Data in this exercise:
// handlers/protected/trainer.rs - /api/trainer/* views of the calling trainer
//
// Mounted behind require_trainer, so trainer_id is always present here.

use axum::Extension;
use serde::Deserialize;
use sqlx::PgPool;

use crate::database::models::{Assignment, AssignmentStatus, Student};
use crate::error::ApiError;
use crate::middleware::{ApiResponse, ApiResult, AuthUser, ValidQuery};
use crate::services::{TrainerService, TrainingService};

#[derive(Debug, Deserialize)]
pub struct OwnAssignmentsQuery {
    pub status: Option<AssignmentStatus>,
}

/// GET /api/trainer/students - students with at least one assignment for the caller
pub async fn students_get(Extension(pool): Extension<PgPool>, user: AuthUser) -> ApiResult<Vec<Student>> {
    let trainer_id = user
        .trainer_id
        .ok_or_else(|| ApiError::forbidden("No trainer profile linked to this account"))?;
    Ok(ApiResponse::success(TrainerService::new(pool).students(trainer_id).await?))
}

/// GET /api/trainer/assignments?status=
pub async fn assignments_get(
    Extension(pool): Extension<PgPool>,
    user: AuthUser,
    ValidQuery(query): ValidQuery<OwnAssignmentsQuery>,
) -> ApiResult<Vec<Assignment>> {
    let assignments = TrainingService::new(pool).list_own(&user, query.status).await?;
    Ok(ApiResponse::success(assignments))
}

Assignment:
Repeat every record, keeping each word and mark exactly as it is.

Exercise response:
// handlers/protected/trainer.rs - /api/trainer/* views of the calling trainer
//
// Mounted behind require_trainer, so trainer_id is always present here.

use axum::Extension;
use serde::Deserialize;
use sqlx::PgPool;

use crate::database::models::{Assignment, AssignmentStatus, Student};
use crate::error::ApiError;
use crate::middleware::{ApiResponse, ApiResult, AuthUser, ValidQuery};
use crate::services::{TrainerService, TrainingService};

#[derive(Debug, Deserialize)]
pub struct OwnAssignmentsQuery {
    pub status: Option<AssignmentStatus>,
}

/// GET /api/trainer/students - students with at least one assignment for the caller
pub async fn students_get(Extension(pool): Extension<PgPool>, user: AuthUser) -> ApiResult<Vec<Student>> {
    let trainer_id = user
        .trainer_id
        .ok_or_else(|| ApiError::forbidden("No trainer profile linked to this account"))?;
    Ok(ApiResponse::success(TrainerService::new(pool).students(trainer_id).await?))
}

/// GET /api/trainer/assignments?status=
pub async fn assignments_get(
    Extension(pool): Extension<PgPool>,
    user: AuthUser,
    ValidQuery(query): ValidQuery<OwnAssignmentsQuery>,
) -> ApiResult<Vec<Assignment>> {
    let assignments = TrainingService::new(pool).list_own(&user, query.status).await?;
    Ok(ApiResponse::success(assignments))
}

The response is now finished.